An exact copy of every record is needed.

Records from a data collection
——————

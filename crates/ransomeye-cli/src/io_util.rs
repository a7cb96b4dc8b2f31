//! Small file-read/write helpers shared by every subcommand. Centralizing
//! these keeps the exit-code contract (missing input vs. I/O failure)
//! consistent instead of re-deriving it at each call site.

use std::fs;
use std::path::Path;

use anyhow::Context;
use serde::de::DeserializeOwned;
use serde::Serialize;

use crate::error::CliFailure;

pub fn read_json<T: DeserializeOwned>(path: &Path) -> anyhow::Result<T> {
    let text = fs::read_to_string(path).map_err(|e| {
        if e.kind() == std::io::ErrorKind::NotFound {
            CliFailure::MissingInput(format!("{} not found", path.display()))
        } else {
            CliFailure::Io(format!("reading {}: {e}", path.display()))
        }
    })?;
    serde_json::from_str(&text)
        .with_context(|| CliFailure::MissingInput(format!("{} is not valid JSON for the expected shape", path.display())))
}

pub fn write_json_pretty<T: Serialize>(path: &Path, value: &T) -> anyhow::Result<()> {
    let text = serde_json::to_string_pretty(value).context("serializing output")?;
    fs::write(path, text).map_err(|e| CliFailure::Io(format!("writing {}: {e}", path.display())).into())
}

pub fn write_jsonl<T: Serialize>(path: &Path, values: &[T]) -> anyhow::Result<()> {
    let mut out = String::new();
    for value in values {
        out.push_str(&serde_json::to_string(value).context("serializing output")?);
        out.push('\n');
    }
    fs::write(path, out).map_err(|e| CliFailure::Io(format!("writing {}: {e}", path.display())).into())
}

——————

**REPLY**
filename crates/ransomeye-cli/src/io_util.rs
repository a7cb96b4dc8b2f31
//! Small file-read/write helpers shared by every subcommand. Centralizing
//! these keeps the exit-code contract (missing input vs. I/O failure)
//! consistent instead of re-deriving it at each call site.

use std::fs;
use std::path::Path;

use anyhow::Context;
use serde::de::DeserializeOwned;
use serde::Serialize;

use crate::error::CliFailure;

pub fn read_json<T: DeserializeOwned>(path: &Path) -> anyhow::Result<T> {
    let text = fs::read_to_string(path).map_err(|e| {
        if e.kind() == std::io::ErrorKind::NotFound {
            CliFailure::MissingInput(format!("{} not found", path.display()))
        } else {
            CliFailure::Io(format!("reading {}: {e}", path.display()))
        }
    })?;
    serde_json::from_str(&text)
        .with_context(|| CliFailure::MissingInput(format!("{} is not valid JSON for the expected shape", path.display())))
}

pub fn write_json_pretty<T: Serialize>(path: &Path, value: &T) -> anyhow::Result<()> {
    let text = serde_json::to_string_pretty(value).context("serializing output")?;
    fs::write(path, text).map_err(|e| CliFailure::Io(format!("writing {}: {e}", path.display())).into())
}

pub fn write_jsonl<T: Serialize>(path: &Path, values: &[T]) -> anyhow::Result<()> {
    let mut out = String::new();
    for value in values {
        out.push_str(&serde_json::to_string(value).context("serializing output")?);
        out.push('\n');
    }
    fs::write(path, out).map_err(|e| CliFailure::Io(format!("writing {}: {e}", path.display())).into())
}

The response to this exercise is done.